'''
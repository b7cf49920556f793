//! Run records and the concurrency lock.
//!
//! The per-target lock is not a mutex: it is the partial unique index
//! `one_active_run_per_target` over non-terminal rows. Creating a run while
//! another is pending/running is rejected atomically by SQLite, and every
//! terminal transition releases the lock by making the row terminal.

use chrono::Utc;
use tokio_rusqlite::{Connection, params, rusqlite};
use tokio_rusqlite::rusqlite::TransactionBehavior;
use uuid::Uuid;

use crate::core::models::{Run, RunKind, RunStatus, Trigger};

/// How SQLite reports a violation of the `one_active_run_per_target` index.
/// The message names the indexed column, which no other unique constraint on
/// `runs` shares, so this is enough to tell lock contention apart from
/// unrelated integrity violations.
const ACTIVE_RUN_CONSTRAINT: &str = "UNIQUE constraint failed: runs.target_id";

const NON_TERMINAL: &str = "('pending', 'running')";

#[derive(Debug, thiserror::Error)]
pub enum StoreError {
    /// Another pending/running run holds the lock for this target.
    #[error("an active run already exists for this target")]
    ActiveRunExists,
    #[error("run {0} not found")]
    NotFound(String),
    /// The run already reached a terminal status; terminal runs are immutable.
    #[error("run {0} is no longer active")]
    NotActive(String),
    #[error("database error: {0}")]
    Db(#[from] tokio_rusqlite::Error),
}

#[derive(Debug, Clone)]
pub struct NewRun {
    pub target_id: i64,
    pub kind: RunKind,
    pub backup_run_id: Option<String>,
    pub trigger: Trigger,
    pub triggered_by: String,
    pub storage_bucket: String,
}

/// Create a `pending` run, taking the per-target lock.
///
/// The existence check and the insert run inside a single immediate
/// transaction, so concurrent creators are serialized by SQLite's writer
/// lock; the unique index catches anything the check cannot see. Losing
/// either way maps to [`StoreError::ActiveRunExists`].
pub async fn create_pending(conn: &Connection, new: NewRun) -> Result<Run, StoreError> {
    let id = Uuid::now_v7().to_string();
    let started_at = Utc::now().to_rfc3339();
    let run_id = id.clone();

    let inserted = conn
        .call(move |c| {
            let tx = c.transaction_with_behavior(TransactionBehavior::Immediate)?;

            let active: i64 = tx.query_row(
                &format!(
                    "SELECT COUNT(*) FROM runs WHERE target_id = ?1 AND status IN {NON_TERMINAL}"
                ),
                params![new.target_id],
                |row| row.get(0),
            )?;
            if active > 0 {
                return Ok(false);
            }

            tx.execute(
                "INSERT INTO runs (id, target_id, kind, backup_run_id, status, trigger,
                                   triggered_by, storage_bucket, started_at)
                 VALUES (?1, ?2, ?3, ?4, 'pending', ?5, ?6, ?7, ?8)",
                params![
                    &id,
                    new.target_id,
                    new.kind.as_str(),
                    &new.backup_run_id,
                    new.trigger.as_str(),
                    &new.triggered_by,
                    &new.storage_bucket,
                    &started_at,
                ],
            )?;

            tx.commit()?;
            Ok::<bool, rusqlite::Error>(true)
        })
        .await
        .map_err(map_lock_error)?;

    if !inserted {
        return Err(StoreError::ActiveRunExists);
    }

    get(conn, run_id.clone())
        .await?
        .ok_or(StoreError::NotFound(run_id))
}

/// Narrow a unique-index rejection down to lock contention; any other
/// database failure keeps its own identity.
fn map_lock_error(err: tokio_rusqlite::Error) -> StoreError {
    if let tokio_rusqlite::Error::Error(rusqlite::Error::SqliteFailure(e, Some(msg))) = &err {
        if e.code == rusqlite::ErrorCode::ConstraintViolation && msg.contains(ACTIVE_RUN_CONSTRAINT)
        {
            return StoreError::ActiveRunExists;
        }
    }
    StoreError::Db(err)
}

pub async fn get(conn: &Connection, run_id: String) -> Result<Option<Run>, StoreError> {
    let run = conn
        .call(move |c| {
            let mut stmt = c.prepare(&format!("{SELECT_RUN} WHERE id = ?1"))?;
            let mut rows = stmt.query_map(params![run_id], run_from_row)?;
            rows.next().transpose()
        })
        .await?;
    Ok(run)
}

/// The run currently holding the lock for a target, if any.
pub async fn active_for_target(conn: &Connection, target_id: i64) -> Result<Option<Run>, StoreError> {
    let run = conn
        .call(move |c| {
            let mut stmt = c.prepare(&format!(
                "{SELECT_RUN} WHERE target_id = ?1 AND status IN {NON_TERMINAL}"
            ))?;
            let mut rows = stmt.query_map(params![target_id], run_from_row)?;
            rows.next().transpose()
        })
        .await?;
    Ok(run)
}

pub async fn list_for_target(conn: &Connection, target_id: i64) -> Result<Vec<Run>, StoreError> {
    let runs = conn
        .call(move |c| {
            let mut stmt = c.prepare(&format!(
                "{SELECT_RUN} WHERE target_id = ?1 ORDER BY started_at DESC"
            ))?;
            let rows = stmt.query_map(params![target_id], run_from_row)?;
            rows.collect()
        })
        .await?;
    Ok(runs)
}

/// pending -> running, recording the remote job id.
pub async fn set_running(conn: &Connection, run_id: String, remote_job_id: u64) -> Result<(), StoreError> {
    let id = run_id.clone();
    let affected = conn
        .call(move |c| {
            c.execute(
                "UPDATE runs SET status = 'running', remote_job_id = ?2
                 WHERE id = ?1 AND status = 'pending'",
                params![id, remote_job_id],
            )
        })
        .await?;
    require_transition(conn, run_id, affected).await
}

/// Terminal transition shared by failed/timeout. Logs are only written when
/// the caller collected any.
async fn finish_with_error(
    conn: &Connection,
    run_id: String,
    status: RunStatus,
    error_message: String,
    logs: Option<String>,
) -> Result<(), StoreError> {
    let id = run_id.clone();
    let finished_at = Utc::now().to_rfc3339();
    let affected = conn
        .call(move |c| {
            c.execute(
                &format!(
                    "UPDATE runs SET status = ?2, error_message = ?3,
                            logs = COALESCE(?4, logs), finished_at = ?5
                     WHERE id = ?1 AND status IN {NON_TERMINAL}"
                ),
                params![id, status.as_str(), error_message, logs, finished_at],
            )
        })
        .await?;
    require_transition(conn, run_id, affected).await
}

pub async fn mark_failed(
    conn: &Connection,
    run_id: String,
    error_message: String,
    logs: Option<String>,
) -> Result<(), StoreError> {
    finish_with_error(conn, run_id, RunStatus::Failed, error_message, logs).await
}

pub async fn mark_timeout(
    conn: &Connection,
    run_id: String,
    error_message: String,
    logs: Option<String>,
) -> Result<(), StoreError> {
    finish_with_error(conn, run_id, RunStatus::Timeout, error_message, logs).await
}

/// Outcome metadata extracted from a successful backup's result step.
#[derive(Debug, Clone)]
pub struct BackupArtifact {
    pub storage_bucket: String,
    pub storage_key: String,
    pub size_bytes: u64,
    pub checksum_sha256: String,
    pub file_count: u64,
}

/// Terminal success for a backup run. `artifact` is None for the degraded
/// path where the remote job succeeded without reporting a result.
pub async fn finish_backup_success(
    conn: &Connection,
    run_id: String,
    artifact: Option<BackupArtifact>,
    logs: String,
) -> Result<(), StoreError> {
    let id = run_id.clone();
    let finished_at = Utc::now().to_rfc3339();
    let affected = conn
        .call(move |c| match artifact {
            Some(a) => c.execute(
                &format!(
                    "UPDATE runs SET status = 'success', storage_bucket = ?2, storage_key = ?3,
                            size_bytes = ?4, checksum_sha256 = ?5, file_count = ?6,
                            logs = ?7, finished_at = ?8
                     WHERE id = ?1 AND status IN {NON_TERMINAL}"
                ),
                params![
                    id,
                    a.storage_bucket,
                    a.storage_key,
                    a.size_bytes,
                    a.checksum_sha256,
                    a.file_count,
                    logs,
                    finished_at
                ],
            ),
            None => c.execute(
                &format!(
                    "UPDATE runs SET status = 'success', logs = ?2, finished_at = ?3
                     WHERE id = ?1 AND status IN {NON_TERMINAL}"
                ),
                params![id, logs, finished_at],
            ),
        })
        .await?;
    require_transition(conn, run_id, affected).await
}

pub async fn finish_restore_success(
    conn: &Connection,
    run_id: String,
    files_restored: u64,
    logs: String,
) -> Result<(), StoreError> {
    let id = run_id.clone();
    let finished_at = Utc::now().to_rfc3339();
    let affected = conn
        .call(move |c| {
            c.execute(
                &format!(
                    "UPDATE runs SET status = 'success', files_restored = ?2,
                            logs = ?3, finished_at = ?4
                     WHERE id = ?1 AND status IN {NON_TERMINAL}"
                ),
                params![id, files_restored, logs, finished_at],
            )
        })
        .await?;
    require_transition(conn, run_id, affected).await
}

/// Every transition UPDATE is guarded by the non-terminal predicate; zero
/// affected rows means the run is gone or already terminal.
async fn require_transition(
    conn: &Connection,
    run_id: String,
    affected: usize,
) -> Result<(), StoreError> {
    if affected == 1 {
        return Ok(());
    }
    match get(conn, run_id.clone()).await? {
        Some(_) => Err(StoreError::NotActive(run_id)),
        None => Err(StoreError::NotFound(run_id)),
    }
}

const SELECT_RUN: &str = "SELECT id, target_id, kind, backup_run_id, status, trigger,
        triggered_by, remote_job_id, storage_bucket, storage_key, size_bytes,
        checksum_sha256, file_count, files_restored, error_message, logs,
        started_at, finished_at
        FROM runs";

fn run_from_row(row: &rusqlite::Row<'_>) -> rusqlite::Result<Run> {
    let kind: String = row.get(2)?;
    let status: String = row.get(4)?;
    let trigger: String = row.get(5)?;
    let finished_at: Option<String> = row.get(17)?;

    Ok(Run {
        id: row.get(0)?,
        target_id: row.get(1)?,
        kind: RunKind::parse(&kind).ok_or_else(|| bad_column(2, &kind))?,
        backup_run_id: row.get(3)?,
        status: RunStatus::parse(&status).ok_or_else(|| bad_column(4, &status))?,
        trigger: Trigger::parse(&trigger).ok_or_else(|| bad_column(5, &trigger))?,
        triggered_by: row.get(6)?,
        remote_job_id: row.get(7)?,
        storage_bucket: row.get(8)?,
        storage_key: row.get(9)?,
        size_bytes: row.get(10)?,
        checksum_sha256: row.get(11)?,
        file_count: row.get(12)?,
        files_restored: row.get(13)?,
        error_message: row.get(14)?,
        logs: row.get(15)?,
        started_at: super::targets::parse_timestamp(row, 16)?,
        finished_at: finished_at
            .map(|raw| {
                chrono::DateTime::parse_from_rfc3339(&raw)
                    .map(|dt| dt.with_timezone(&chrono::Utc))
                    .map_err(|e| {
                        rusqlite::Error::FromSqlConversionFailure(
                            17,
                            rusqlite::types::Type::Text,
                            Box::new(e),
                        )
                    })
            })
            .transpose()?,
    })
}

fn bad_column(idx: usize, value: &str) -> rusqlite::Error {
    rusqlite::Error::FromSqlConversionFailure(
        idx,
        rusqlite::types::Type::Text,
        format!("unexpected value '{value}'").into(),
    )
}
'''
▶ [Task] Please reproduce, exactly as they appear above, the lines from the line containing "use tokio_rusqlite::rusqlite::TransactionBehavior;" up to and including the line containing "pub enum StoreError".

▶ [Result of the task]
use tokio_rusqlite::rusqlite::TransactionBehavior;
use uuid::Uuid;

use crate::core::models::{Run, RunKind, RunStatus, Trigger};

/// How SQLite reports a violation of the `one_active_run_per_target` index.
/// The message names the indexed column, which no other unique constraint on
/// `runs` shares, so this is enough to tell lock contention apart from
/// unrelated integrity violations.
const ACTIVE_RUN_CONSTRAINT: &str = "UNIQUE constraint failed: runs.target_id";

const NON_TERMINAL: &str = "('pending', 'running')";

#[derive(Debug, thiserror::Error)]
pub enum StoreError {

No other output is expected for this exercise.